Beneath the shadows cast by a consummate singer-songwriter lies their body of work. Between the folds and scattered sheet music lies a hidden gem that outlasts the rest. It outshines those plastic figurines that make up the “vibrant” culture of modern expression. But enough with the philosophical mumbo-jumbo; there's a point to be made here, people. Jenny Lewis—who many first encountered as indie rock band Rilo Kiley's frontwoman or from her first film role in Troop Beverly Hills—is headed to the Duke City on Monday, Dec. 8.
The multifaceted singer-songwriter is touring in support of her latest solo LP The Voyager. If you haven't yet heard it, it's worth checking out. It might even inspire you to go online, purchase a ticket and headbang to her tunes in person. Scratch that: It's not really headbanging music. But if stretching your neck is your thing, then by all means, shake that noggin.
The thing about Lewis is she seems to have reached a stage in her career where she's actually comfortable being who she is. Recent interviews have outlined that the album came about as a result of insomnia, dealing with her father's death and figuring out the balance of life imitating art, art imitating life or just being an artist. If her multi-colored, flashy suits haven't tipped you off, this album is definitely her breeziest effort.
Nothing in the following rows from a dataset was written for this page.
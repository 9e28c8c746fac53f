//! Single status LED demo for Raspberry Pi Pico.
//!
//! Drives one LED on GPIO 16 (anode on the pin, so active-high): a short
//! power-on test, then a loop that alternates steady ON with a
//! dot-dash-dot flash while halving the brightness each pass. Control
//! calls return immediately; the playback runs in the background task.
#![no_std]
#![no_main]

use defmt::info;
use defmt_rtt as _;
use embassy_executor::Spawner;
use embassy_rp::pwm::{Config, Pwm};
use embassy_time::Timer;
use led_kit::{BrightnessPolicy, LedColor, Polarity, PwmLed, StatusLed, StatusLedNotifier};
use panic_probe as _;

const DOT: u16 = 100;
const GAP: u16 = 100;
const DASH: u16 = 500;
const BREAK: u16 = 1000;

/// A dot - dash - dot flashing pattern.
const DOT_DASH_DOT: &[u16] = &[DOT, GAP, DASH, GAP, DOT, BREAK];

static LED_NOTIFIER: StatusLedNotifier = StatusLed::notifier();

#[embassy_executor::main]
pub async fn main(spawner: Spawner) -> ! {
    let p = embassy_rp::init(Default::default());

    let pwm = PwmLed::new(Pwm::new_output_a(p.PWM_SLICE0, p.PIN_16, Config::default()));
    let led = StatusLed::new(
        pwm,
        Polarity::ActiveHigh,
        LedColor::Green,
        BrightnessPolicy::Immediate,
        &LED_NOTIFIER,
        spawner,
    )
    .expect("spawn status LED task");

    // Power-on test: full brightness, then dimmed to ~25%.
    led.on();
    Timer::after_millis(1000).await;
    led.set_brightness(0x40);
    Timer::after_millis(1000).await;
    led.off();

    let mut brightness: u8 = 0xff;
    loop {
        info!("brightness {}", brightness);

        led.on_with(brightness);
        Timer::after_millis(2000).await;
        led.off();
        Timer::after_millis(1000).await;

        led.flash(DOT_DASH_DOT).expect("pattern fits");
        Timer::after_millis(5000).await;
        led.off();

        brightness = if brightness <= 1 { 0xff } else { brightness / 2 };
    }
}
So the live show you might have seen post-Acid Tongue isn't the same show you'll see at the Kiva. And if my experiences seeing Ms. Lewis live prove anything, it's that this is a woman who knows how to put on a show.
It should also be noted that Lewis is the opening act for Ryan Adams, who produced the majority of her latest record. (Beck took the reins on lead single “Just One of the Guys.”) And what would a Jenny Lewis album be without a contemplative ballad to send the listener into a frenzy of pondering—the kind that makes people question the world around them. That's where “The Voyager” comes in. Folks who dig her earlier recordings—not the Rilo Kiley stuff, we've moved beyond that “okay” band—may find something to love in this song, if not the entire record.
Her latest effort is the sort of easy listening rock that only Lewis could get away with in this day and age. It brings to mind Tapestry-era Carole King or Fleetwood Mac. And that's not a bad thing. Lewis has stated in several interviews that she didn't want to make a rock record while in Rilo Kiley. Hence the spare country intonations of Rabbit Fur Coat and the gritty singer-songwriter manifestos of Acid Tongue. If you wanna see Lewis at her rockingest (is that a word?), her gig at the Kiva is probably your best post-Rilo Kiley chance. Darn! I brought them up again. Either way it will be one lovely, rainbow-colored shindig and a great opportunity to see two especially talented musicians leave their tracks on the Land of Enchantment.